Medieval artists had wild and inventive imaginative powers, often pointed at the varied tortures of hell, but also showing marvelously in the carvings of churches, such as gargoyles and the capitals of columns. On my recent visit to the Metropolitan Museum of Art, while I was wandering through the medieval galleries, I began to look up more attentively. Above my head were five capitals, each a fanciful composition of human, animal, and plant forms. A man's open mouth spews forth stylized curving forms, which wrap around birds eating grapes. There's a symmetry which rationalizes very strange imagery.

Limestone Capital with Samson and an Attendant Fighting a Lion, North Spanish, ca. 1175-1200

I love the simplification of form in this capital and the one below. The lion's mane becomes a pattern of overlapping shapes, like roof tiles; the carving of Samson's clothing and his hair and beard form linear patterns. There's a solid stillness to the struggle of man and lion.  

Limestone Capital with a Centaur Battling a Man with Bow and Arrow, Northern Spanish, 
ca. 1175-1200

There's no indication on the wall labels at the museum that this capital and the one above are from the same church, but they do seem very similar in the way form is treated. It's interesting the way the upper body of this man-beast is facing backwards, creating a flowing line from underbelly through the head.

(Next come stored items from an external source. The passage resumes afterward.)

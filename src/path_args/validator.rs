//! Path argument validator
//!
//! Rewrites designated text arguments into normalized absolute paths whose
//! parent directory exists.

use log::debug;
use std::path::PathBuf;

use super::arg::Arg;
use super::wrapped::ValidatedOperation;
use crate::config::ValidatorConfig;
use crate::error::FileToolError;
use crate::storage::filesystem::{ensure_parent_dir, ensure_parent_dir_async};
use crate::storage::validation::{FORBIDDEN_CHARS, path_to_string, resolve_and_validate_path};

/// Validates the positional arguments listed in `path_args`
///
/// Positions are checked in the order given. Positions beyond the end of a
/// call's argument list are skipped.
#[derive(Debug, Clone, PartialEq)]
pub struct PathValidator {
    path_args: Vec<usize>,
    forbidden_chars: String,
}

impl PathValidator {
    /// Validator for `path_args` with the built-in character rules
    pub fn new<I>(path_args: I) -> Self
    where
        I: IntoIterator<Item = usize>,
    {
        let mut positions = Vec::new();
        for index in path_args {
            if !positions.contains(&index) {
                positions.push(index);
            }
        }

        Self {
            path_args: positions,
            forbidden_chars: FORBIDDEN_CHARS.to_string(),
        }
    }

    /// Builds a validator from loaded settings
    ///
    /// Extra forbidden characters extend the built-in set, never replace it.
    pub fn from_config(config: &ValidatorConfig) -> Result<Self, FileToolError> {
        config.validate()?;
        let mut validator = Self::new(config.path_args.iter().copied());
        for c in config.extra_forbidden_chars.chars() {
            if !validator.forbidden_chars.contains(c) {
                validator.forbidden_chars.push(c);
            }
        }
        Ok(validator)
    }

    pub fn path_args(&self) -> &[usize] {
        &self.path_args
    }

    /// Every character this validator rejects, built-in set first
    pub fn forbidden_chars(&self) -> &str {
        &self.forbidden_chars
    }

    /// Wraps `operation` so every call validates its arguments first
    pub fn wrap<F>(&self, operation: F) -> ValidatedOperation<F> {
        ValidatedOperation::new(self.clone(), operation)
    }

    /// Checks and resolves a single path string without touching the filesystem
    pub fn resolve(&self, path: &str) -> Result<PathBuf, FileToolError> {
        resolve_and_validate_path(path, &self.forbidden_chars)
    }

    /// Validates a single path string and ensures its parent directory exists
    pub fn validate_path(&self, path: &str) -> Result<String, FileToolError> {
        let resolved = self.resolve(path)?;
        ensure_parent_dir(&resolved)?;
        path_to_string(resolved)
    }

    /// Async counterpart of [`PathValidator::validate_path`]
    pub async fn validate_path_async(&self, path: &str) -> Result<String, FileToolError> {
        let resolved = self.resolve(path)?;
        ensure_parent_dir_async(&resolved).await?;
        path_to_string(resolved)
    }

    /// Rewrites the designated text arguments of one call.
    ///
    /// Stops at the first failure. Directories created for earlier
    /// arguments are left in place.
    pub fn validate_args(&self, mut args: Vec<Arg>) -> Result<Vec<Arg>, FileToolError> {
        for &index in &self.path_args {
            let Some(Arg::Text(raw)) = args.get(index) else {
                continue;
            };
            let validated = self.validate_path(raw)?;
            debug!("Argument {} resolved {:?} -> {:?}", index, raw, validated);
            args[index] = Arg::Text(validated);
        }
        Ok(args)
    }

    /// Async counterpart of [`PathValidator::validate_args`]
    pub async fn validate_args_async(&self, mut args: Vec<Arg>) -> Result<Vec<Arg>, FileToolError> {
        for &index in &self.path_args {
            let Some(Arg::Text(raw)) = args.get(index) else {
                continue;
            };
            let validated = self.validate_path_async(raw).await?;
            debug!("Argument {} resolved {:?} -> {:?}", index, raw, validated);
            args[index] = Arg::Text(validated);
        }
        Ok(args)
    }
}

impl Default for PathValidator {
    fn default() -> Self {
        Self::new([0])
    }
}

#[cfg(test)]
mod tests {
    use super::*;
    use std::path::Path;
    use tempfile::TempDir;

    fn text(path: &Path) -> Arg {
        Arg::Text(path.to_string_lossy().into_owned())
    }

    #[test]
    fn duplicate_positions_are_collapsed() {
        let validator = PathValidator::new([1, 0, 1]);
        assert_eq!(validator.path_args(), &[1, 0]);
    }

    #[test]
    fn out_of_range_positions_are_skipped() {
        let validator = PathValidator::new([0, 5]);
        let args = validator.validate_args(vec![Arg::Int(1)]).unwrap();
        assert_eq!(args, vec![Arg::Int(1)]);
    }

    #[test]
    fn undesignated_text_is_untouched() {
        let temp_dir = TempDir::new().unwrap();
        let untouched = temp_dir.path().join("never").join("created.txt");
        let validator = PathValidator::new([0]);

        let args = validator
            .validate_args(vec![text(&temp_dir.path().join("a.txt")), text(&untouched)])
            .unwrap();

        assert_eq!(args[1], text(&untouched));
        assert!(!temp_dir.path().join("never").exists());
    }

    #[test]
    fn earlier_directories_survive_a_later_failure() {
        let temp_dir = TempDir::new().unwrap();
        let first = temp_dir.path().join("kept").join("one.txt");
        let second = temp_dir.path().join("bad*name.txt");
        let validator = PathValidator::new([0, 1]);

        let err = validator
            .validate_args(vec![text(&first), text(&second)])
            .unwrap_err();

        assert!(matches!(err, FileToolError::InvalidCharacter { character: '*', .. }));
        assert!(temp_dir.path().join("kept").is_dir());
    }

    #[test]
    fn extra_forbidden_chars_extend_builtin_set() {
        let temp_dir = TempDir::new().unwrap();
        let config = ValidatorConfig {
            extra_forbidden_chars: "#?".into(),
            ..ValidatorConfig::default()
        };
        let validator = PathValidator::from_config(&config).unwrap();
        assert_eq!(validator.forbidden_chars(), "<>\"|?*#");

        assert!(matches!(
            validator.resolve("issue#1.txt"),
            Err(FileToolError::InvalidCharacter { character: '#', .. })
        ));

        let builtin = temp_dir.path().join("a?b*c.txt");
        let err = validator
            .validate_args(vec![text(&builtin)])
            .unwrap_err();
        assert!(matches!(err, FileToolError::InvalidCharacter { character: '?', .. }));
    }

    #[test]
    fn configured_validator_always_creates_parent() {
        let temp_dir = TempDir::new().unwrap();
        let validator = PathValidator::from_config(&ValidatorConfig::default()).unwrap();

        let path = temp_dir.path().join("missing").join("file.txt");
        let result = validator.validate_path(&path.to_string_lossy()).unwrap();

        assert!(Path::new(&result).parent().unwrap().is_dir());
    }

    #[test]
    fn invalid_config_is_rejected() {
        let config = ValidatorConfig {
            extra_forbidden_chars: "\\".into(),
            ..ValidatorConfig::default()
        };
        assert!(matches!(
            PathValidator::from_config(&config),
            Err(FileToolError::InvalidConfig(_))
        ));
    }

    #[tokio::test]
    async fn async_validation_matches_sync() {
        let temp_dir = TempDir::new().unwrap();
        let path = temp_dir.path().join("async").join("file.txt");
        let validator = PathValidator::default();

        let args = validator
            .validate_args_async(vec![text(&path), Arg::Int(7)])
            .await
            .unwrap();

        assert_eq!(args[0], text(&path));
        assert_eq!(args[1], Arg::Int(7));
        assert!(temp_dir.path().join("async").is_dir());
    }
}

Limestone Capital with Lions Mounted by Nude Riders, North Spanish or South French, 
ca. 1200

Here is another image of a man on the back of a lion, like the capital with Samson above. Here the lion's mane has more volume, and flows like little waves on a choppy sea. The curve of the man's back echoes the decorative curve alongside him. There is a snake winding up towards his head in an uneasy dance. 

Limestone Capital with an Angel Emerging from a Cloud, French,Burgundy; ca. 1150-1200

A wide-eyed angel soars above a complex design of beautiful leafy forms; this capital is sheer delight, with no intimations of violence or fear. As aesthetic objects all these capitals are heavenly.


  1. These remind me of how the large buildings used to be so decorative. I so enjoy seeing them. Now days it appears that all buildings are boxes with various amounts of glass. Nothing decorative yet they aren't any less expensive and to my eye not as beautiful to look at.

    1. I do think that decorative elements add expense to a building. But the main thing is that decoration is not in style the way it was in the past. Too bad.

  2. what unfettered fun (in a medieval way)!